Radiation-induced epigenetic DNA methylation modification of radiation-response pathways

Abstract

DNA methylation can regulate gene expression and has been shown to modulate cancer cell biology and chemotherapy resistance. Therapeutic radiation results in a biological response to counter the subsequent DNA damage and genomic stress in order to avoid cell death. In this study, we analyzed DNA methylation changes at>450,000 loci to determine a potential epigenetic response to ionizing radiation in MDA-MB-231 cells. Cells were irradiated at 2 and 6 Gy and analyzed at 7 time points from 1-72 h. Significantly differentially methylated genes were enriched in gene ontology categories relating to cell cycle, DNA repair, and apoptosis pathways. The degree of differential methylation of these pathways varied with radiation dose and time post-irradiation in a manner consistent with classical biological responses to radiation. A cell cycle arrest was observed 24 h post-irradiation and DNA damage, as measured by γH2AX, resolved at 24 h. In addition, cells showed low levels of apoptosis 2-48 h post-6 Gy and cellular senescence became significant at 72 h post-irradiation. These DNA methylation changes suggest an epigenetic role in the cellular response to radiation.

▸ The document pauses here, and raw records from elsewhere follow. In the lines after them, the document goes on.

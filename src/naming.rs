//! Centralized filename parsing for the `name.<fingerprint>.ext` convention.
//!
//! Every hashed asset follows the same naming pattern: the original stem, a
//! dot, a lowercase hex fingerprint, and the original extension. This module
//! is the single place that splits and joins names in that shape, so the
//! hasher, the head reconstructor and the version-script lookup all agree on
//! what counts as "already hashed".
//!
//! ## Examples
//!
//! - `style.css` → stem `style`, no fingerprint, extension `css`
//! - `style.3f9a1c2b.css` → stem `style`, fingerprint `3f9a1c2b`, extension `css`
//! - `jquery.min.js` → stem `jquery.min`, no fingerprint (`min` is not hex)
//! - `CNAME` → stem `CNAME`, no fingerprint, no extension

/// Shortest fingerprint the pipeline will emit or strip.
pub const MIN_FINGERPRINT_LEN: usize = 8;
/// Longest fingerprint the pipeline will emit or strip.
pub const MAX_FINGERPRINT_LEN: usize = 12;

/// Result of parsing an asset filename like `style.3f9a1c2b.css`.
#[derive(Debug, Clone, PartialEq, Eq)]
pub struct ParsedAssetName {
    /// Filename without fingerprint and extension.
    pub stem: String,
    /// Embedded fingerprint, if the name already carries one.
    pub fingerprint: Option<String>,
    /// Extension without the leading dot.
    pub extension: Option<String>,
}

impl ParsedAssetName {
    /// Rebuild the filename with `fingerprint` embedded before the extension.
    ///
    /// Any fingerprint the name carried before is dropped, so repeated builds
    /// never accumulate nested hashes.
    pub fn with_fingerprint(&self, fingerprint: &str) -> String {
        match &self.extension {
            Some(ext) => format!("{}.{}.{}", self.stem, fingerprint, ext),
            None => format!("{}.{}", self.stem, fingerprint),
        }
    }
}

/// Whether `s` looks like a fingerprint this pipeline produces.
pub fn is_fingerprint(s: &str) -> bool {
    (MIN_FINGERPRINT_LEN..=MAX_FINGERPRINT_LEN).contains(&s.len())
        && s.bytes().all(|b| b.is_ascii_digit() || (b'a'..=b'f').contains(&b))
}

/// Parse an asset filename following the `name.<fingerprint>.ext` convention.
pub fn parse_asset_name(file_name: &str) -> ParsedAssetName {
    let (rest, extension) = match file_name.rsplit_once('.') {
        Some((rest, ext)) if !rest.is_empty() => (rest, Some(ext.to_string())),
        _ => (file_name, None),
    };

    if extension.is_some()
        && let Some((stem, candidate)) = rest.rsplit_once('.')
        && !stem.is_empty()
        && is_fingerprint(candidate)
    {
        return ParsedAssetName {
            stem: stem.to_string(),
            fingerprint: Some(candidate.to_string()),
            extension,
        };
    }

    ParsedAssetName {
        stem: rest.to_string(),
        fingerprint: None,
        extension,
    }
}

/// Human title for a project folder slug: `red-bike` → `Red Bike`.
pub fn title_from_slug(slug: &str) -> String {
    slug.split(['-', '_'])
        .filter(|word| !word.is_empty())
        .map(|word| {
            let mut chars = word.chars();
            match chars.next() {
                Some(first) => first.to_uppercase().chain(chars).collect(),
                None => String::new(),
            }
        })
        .collect::<Vec<String>>()
        .join(" ")
}
#[cfg(test)]
pub mod tests {
    use super::*;
    use std::sync::Mutex;
    use tempfile::TempDir;

    /// Real filesystem with injectable faults. Records every mutation.
    #[derive(Default)]
    pub struct FaultyFs {
        /// Fail any rename whose source ends with this directory name.
        pub fail_rename_from: Option<String>,
        /// Before failing, leave a half-written directory at the target.
        pub leave_partial: bool,
        /// Fail any removal of a directory with this name.
        pub fail_remove: Option<String>,
        /// Only fail the first this many matching removals.
        pub fail_remove_times: Option<usize>,
        pub operations: Mutex<Vec<String>>,
    }

    fn name(path: &Path) -> String {
        path.file_name().unwrap().to_string_lossy().to_string()
    }

    impl FaultyFs {
        pub fn get_operations(&self) -> Vec<String> {
            self.operations.lock().unwrap().clone()
        }
    }

    impl DeployFs for FaultyFs {
        fn rename(&self, from: &Path, to: &Path) -> io::Result<()> {
            self.operations
                .lock()
                .unwrap()
                .push(format!("rename {} {}", name(from), name(to)));
            if self.fail_rename_from.as_deref() == Some(name(from).as_str()) {
                if self.leave_partial {
                    fs::create_dir_all(to)?;
                    fs::write(to.join("partial.html"), "half")?;
                }
                return Err(io::Error::other("injected rename failure"));
            }
            fs::rename(from, to)
        }

        fn remove_dir_all(&self, path: &Path) -> io::Result<()> {
            self.operations
                .lock()
                .unwrap()
                .push(format!("remove {}", name(path)));
            if self.fail_remove.as_deref() == Some(name(path).as_str()) {
                let attempts = self
                    .get_operations()
                    .iter()
                    .filter(|op| **op == format!("remove {}", name(path)))
                    .count();
                if self.fail_remove_times.is_none_or(|limit| attempts <= limit) {
                    return Err(io::Error::other("injected remove failure"));
                }
            }
            fs::remove_dir_all(path)
        }

        fn create_dir_all(&self, path: &Path) -> io::Result<()> {
            fs::create_dir_all(path)
        }

        fn exists(&self, path: &Path) -> bool {
            path.exists()
        }
    }

    fn write(dir: &Path, rel: &str, content: &str) {
        let path = dir.join(rel);
        fs::create_dir_all(path.parent().unwrap()).unwrap();
        fs::write(path, content).unwrap();
    }

    fn read(dir: &Path, rel: &str) -> String {
        fs::read_to_string(dir.join(rel)).unwrap()
    }

    fn staged<F: DeployFs>(fs: F, root: &Path) -> Deployer<F> {
        let mut deployer = Deployer::with_fs(fs, root, &SiteConfig::default());
        deployer.init_staging().unwrap();
        write(deployer.staging_dir(), "index.html", "new");
        deployer
    }

    // =========================================================================
    // Happy path
    // =========================================================================

    #[test]
    fn first_deploy_creates_live() {
        let tmp = TempDir::new().unwrap();
        let mut deployer = staged(OsFs, tmp.path());
        deployer.deploy().unwrap();

        assert_eq!(deployer.state(), DeployState::Committed);
        assert_eq!(read(&tmp.path().join("docs"), "index.html"), "new");
        assert!(!tmp.path().join(".build-temp").exists());
        assert!(!tmp.path().join(".docs-backup").exists());
    }

    #[test]
    fn deploy_replaces_live_and_removes_backup() {
        let tmp = TempDir::new().unwrap();
        write(&tmp.path().join("docs"), "index.html", "old");
        write(&tmp.path().join("docs"), "stale.html", "old");
        let mut deployer = staged(OsFs, tmp.path());
        deployer.deploy().unwrap();

        let live = tmp.path().join("docs");
        assert_eq!(read(&live, "index.html"), "new");
        assert!(!live.join("stale.html").exists());
        assert!(!tmp.path().join(".docs-backup").exists());
    }

    #[test]
    fn stale_backup_removed_before_swap() {
        let tmp = TempDir::new().unwrap();
        write(&tmp.path().join(".docs-backup"), "index.html", "ancient");
        write(&tmp.path().join("docs"), "index.html", "old");
        let fs = FaultyFs::default();
        let mut deployer = staged(fs, tmp.path());
        deployer.deploy().unwrap();

        assert_eq!(
            deployer.fs.get_operations(),
            vec![
                "remove .docs-backup",
                "rename docs .docs-backup",
                "rename .build-temp docs",
                "remove .docs-backup",
            ]
        );
        assert!(!tmp.path().join(".docs-backup").exists());
    }

    #[test]
    fn init_staging_clears_leftovers() {
        let tmp = TempDir::new().unwrap();
        write(&tmp.path().join(".build-temp"), "junk.txt", "x");
        let mut deployer = Deployer::new(tmp.path(), &SiteConfig::default());
        deployer.init_staging().unwrap();
        assert_eq!(deployer.state(), DeployState::Staging);
        assert!(deployer.staging_dir().is_dir());
        assert!(!deployer.staging_dir().join("junk.txt").exists());
    }

    // =========================================================================
    // Failures
    // =========================================================================

    #[test]
    fn failed_promotion_restores_live() {
        let tmp = TempDir::new().unwrap();
        write(&tmp.path().join("docs"), "index.html", "old");
        let fs = FaultyFs {
            fail_rename_from: Some(".build-temp".into()),
            leave_partial: true,
            ..FaultyFs::default()
        };
        let mut deployer = staged(fs, tmp.path());
        let err = deployer.deploy().unwrap_err();

        assert!(matches!(err, DeployError::Failed { step: "promoting staging", .. }));
        assert_eq!(deployer.state(), DeployState::RolledBack);
        let live = tmp.path().join("docs");
        assert_eq!(read(&live, "index.html"), "old");
        assert!(!live.join("partial.html").exists());
        assert!(!tmp.path().join(".docs-backup").exists());
        assert!(!tmp.path().join(".build-temp").exists());
    }

    #[test]
    fn failed_first_promotion_leaves_no_live() {
        let tmp = TempDir::new().unwrap();
        let fs = FaultyFs {
            fail_rename_from: Some(".build-temp".into()),
            leave_partial: true,
            ..FaultyFs::default()
        };
        let mut deployer = staged(fs, tmp.path());
        assert!(deployer.deploy().is_err());
        assert!(!tmp.path().join("docs").exists());
        assert!(!tmp.path().join(".build-temp").exists());
    }

    #[test]
    fn failed_backup_leaves_live_untouched() {
        let tmp = TempDir::new().unwrap();
        write(&tmp.path().join("docs"), "index.html", "old");
        let fs = FaultyFs {
            fail_rename_from: Some("docs".into()),
            ..FaultyFs::default()
        };
        let mut deployer = staged(fs, tmp.path());
        let err = deployer.deploy().unwrap_err();

        assert!(matches!(err, DeployError::Failed { step: "moving live to backup", .. }));
        assert_eq!(read(&tmp.path().join("docs"), "index.html"), "old");
        assert!(!tmp.path().join(".build-temp").exists());
    }

    #[test]
    fn failed_rollback_is_reported() {
        let tmp = TempDir::new().unwrap();
        write(&tmp.path().join("docs"), "index.html", "old");
        let fs = FaultyFs {
            fail_rename_from: Some(".build-temp".into()),
            leave_partial: true,
            fail_remove: Some("docs".into()),
            ..FaultyFs::default()
        };
        let mut deployer = staged(fs, tmp.path());
        let err = deployer.deploy().unwrap_err();

        assert!(matches!(err, DeployError::RollbackFailed { .. }));
        // the old site is still intact in the backup
        assert_eq!(read(&tmp.path().join(".docs-backup"), "index.html"), "old");
        assert!(err.to_string().contains(".docs-backup"));
    }

    #[test]
    fn persistent_backup_removal_failure_rolls_back() {
        let tmp = TempDir::new().unwrap();
        write(&tmp.path().join("docs"), "index.html", "old");
        let fs = FaultyFs {
            fail_remove: Some(".docs-backup".into()),
            ..FaultyFs::default()
        };
        let mut deployer = staged(fs, tmp.path());
        let err = deployer.deploy().unwrap_err();

        assert!(matches!(err, DeployError::Failed { step: "removing backup", .. }));
        assert_eq!(deployer.state(), DeployState::RolledBack);
        assert_eq!(read(&tmp.path().join("docs"), "index.html"), "old");
        assert!(!tmp.path().join(".docs-backup").exists());
        assert!(!tmp.path().join(".build-temp").exists());
        assert_eq!(
            deployer.fs.get_operations(),
            vec![
                "rename docs .docs-backup",
                "rename .build-temp docs",
                "remove .docs-backup",
                "remove .docs-backup",
                "remove .docs-backup",
                "remove docs",
                "rename .docs-backup docs",
            ]
        );
    }

    #[test]
    fn transient_backup_removal_failure_is_retried() {
        let tmp = TempDir::new().unwrap();
        write(&tmp.path().join("docs"), "index.html", "old");
        let fs = FaultyFs {
            fail_remove: Some(".docs-backup".into()),
            fail_remove_times: Some(2),
            ..FaultyFs::default()
        };
        let mut deployer = staged(fs, tmp.path());
        deployer.deploy().unwrap();

        assert_eq!(deployer.state(), DeployState::Committed);
        assert_eq!(read(&tmp.path().join("docs"), "index.html"), "new");
        assert!(!tmp.path().join(".docs-backup").exists());
    }

    #[test]
    fn deploy_requires_staging() {
        let tmp = TempDir::new().unwrap();
        let mut deployer = Deployer::new(tmp.path(), &SiteConfig::default());
        assert!(matches!(
            deployer.deploy(),
            Err(DeployError::InvalidState { action: "deploy", state: DeployState::Idle })
        ));
    }

    #[test]
    fn cleanup_removes_staging() {
        let tmp = TempDir::new().unwrap();
        let mut deployer = staged(OsFs, tmp.path());
        deployer.cleanup().unwrap();
        assert_eq!(deployer.state(), DeployState::Idle);
        assert!(!tmp.path().join(".build-temp").exists());
    }
}
// llm-service-rs/src/lib.rs
// Model and tool backends used by the support stages.
//
// Stages only see the two traits below, so tests and the offline binary can
// swap the HTTP client for `ScriptedModel` without touching stage code.

use async_trait::async_trait;
use serde_json::Value;
use shared_types::ExternalServiceError;

pub mod knowledge_base;
pub mod llm_client;
pub mod scripted;

#[cfg(test)]
mod tests;

pub use knowledge_base::{Article, KnowledgeBaseTool, ScoredArticle};
pub use llm_client::{sanitize_base_url, LlmClient, LlmError};
pub use scripted::ScriptedModel;

/// Per-call knobs; `None` falls back to the backend's configured value
#[derive(Debug, Clone, Default)]
pub struct InvokeOptions {
    pub system_prompt: Option<String>,
    pub temperature: Option<f32>,
    pub max_tokens: Option<u32>,
}

impl InvokeOptions {
    pub fn with_system_prompt(prompt: impl Into<String>) -> Self {
        Self {
            system_prompt: Some(prompt.into()),
            ..Self::default()
        }
    }
}

#[async_trait]
pub trait LanguageModel: Send + Sync {
    /// Name used in logs and error reports
    fn name(&self) -> &str;

    async fn invoke(&self, prompt: &str, options: &InvokeOptions) -> Result<String, ExternalServiceError>;
}

#[async_trait]
pub trait ToolService: Send + Sync {
    async fn call_tool(&self, name: &str, args: Value) -> Result<Value, ExternalServiceError>;
}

Keywords: 5-methylcytosine; DNA methylation; DNA repair; apoptosis; cell cycle; epigenetics; gene ontology; profiling; radiation.

Figure 1. Breast cancer cell line radioresistance. Clonogenic survival of the MDA-MB-231 breast cancer cell line was performed to determine relative radioresistance.

Figure 2. Global and specific changes in DNA methylation. Global DNA methylation changes were determined in MDA-MB-231 cells following 2 and 6 Gy. (A) The number of loci hypomethylated or hypermethylated 1–72 h post-irradiation with 2 (left) or 6 Gy (right). (B) The number of genes displaying differential DNA methylation 1–72 h post-irradiation and the number of common differentially methylated genes between the 2 and 6 Gy dose at each time point. (C) Differential DNA methylation and gene expression at 1 h post-2 Gy in 3 chosen genes. (D) Differential DNA methylation in the RB1 gene 1–72 h post-2 Gy correlated with gene expression. (E) Measurement of RB1 gene methylation by meDiP-qPCR 1–72 h post-2 Gy. Values are relative to matched 0 Gy controls.

Figure 3. DNMT1 expression following irradiation. DNMT1 expression was determined in MDA-MB-231 cells 1–72 h after treatment with 0, 2, or 6 Gy. Decreased DNMT1 expression is observed following 6 Gy.

Figure 4. DNA methylation of cell cycle pathways. Gene ontology analysis was used to determine that cell cycle-related pathways are enriched for DNA methylated loci and this was compared with biological response. (A) The average DNA methylation state of genes in the indicated pathways at 1–72 h post-irradiation. Blue boxes indicate hypomethylation; red boxes indicate hypermethylation. The absence of a box indicates this pathway was not significantly enriched at that time/dose. (B) Cells were stained with propidium iodide to determine cell cycle. Representative histograms at 3 time points are shown. Numbers shown represent the percentage in G₂/M. (C) Time course of the percentage of cells in G₂/M following irradiation (n = 3). The percentage of cells in G₂ phase approached control levels in 2 Gy-treated cells by 72 h post-irradiation, but a high percentage of G₂ cells remained 72 h post-6 Gy.

Figure 5. Gene ontology analysis of DNA repair pathways and the time course of DNA repair. (A) Gene ontology analysis showed enrichment of differentially methylated genes in DNA repair pathways. Red boxes indicate the average delta-β of genes differentially methylated at that condition and represent hypermethylation. Blue boxes indicate hypomethylation. The absence of a box indicates that pathway was not enriched at that condition. (B) Analysis of DNA damage and repair by γH2AX immunofluorescence. γH2AX is in green and blue is Dapi staining of nuclei. Shown are three representative time points. (C) Quantitation of γH2AX foci across the full time range (n = 3). (D) western blot showing γH2AX staining following irradiation (representative of n = 3). DNA damage was greatest 1 h post-irradiation and decreased to basal levels in 2 Gy samples. Some staining remained >24 h post-6 Gy.

Figure 6. Gene ontology analysis shows enrichment of apoptosis pathways following irradiation. (A) Differentially methylated genes were enriched in apoptosis pathways following 2 and 6 Gy. Red and blue boxes indicate genes in the pathway were hypermethylated or hypomethylated, respectively. (B) Analysis of cellular senescence 8–72 h post-irradiation. Significant senescence was observed at 72 h post-irradiation (P < 0.05, n = 3). (C) Determination of apoptosis by western blotting for cleavage of caspase 3 (representative of n = 3). Low levels of cleaved caspase 3 were seen 4–48 h post-6 Gy.